- Opening Delimiter -
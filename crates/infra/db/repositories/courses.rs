use anyhow::Result;
use async_trait::async_trait;
use diesel::{OptionalExtension, QueryDsl, RunQueryDsl, SelectableHelper};
use std::sync::Arc;
use uuid::Uuid;

use crate::{
    domain,
    infra::db::postgres::{postgres_connection::PgPoolSquad, schema::courses},
};
use domain::{entities::courses::CourseEntity, repositories::courses::CourseRepository};

pub struct CoursePostgres {
    db_pool: Arc<PgPoolSquad>,
}

impl CoursePostgres {
    pub fn new(db_pool: Arc<PgPoolSquad>) -> Self {
        Self { db_pool }
    }
}

#[async_trait]
impl CourseRepository for CoursePostgres {
    async fn find_by_id(&self, course_id: Uuid) -> Result<Option<CourseEntity>> {
        let mut conn = Arc::clone(&self.db_pool).get()?;

        let course = courses::table
            .find(course_id)
            .select(CourseEntity::as_select())
            .first::<CourseEntity>(&mut conn)
            .optional()?;

        Ok(course)
    }
}
pub mod db;
pub mod notifications;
- Closing Delimiter -
▸ Work request
Pull every line containing "courses" from the material above.

▸ Task solution
filename crates/infra/db/repositories/courses.rs
    infra::db::postgres::{postgres_connection::PgPoolSquad, schema::courses},
use domain::{entities::courses::CourseEntity, repositories::courses::CourseRepository};
        let course = courses::table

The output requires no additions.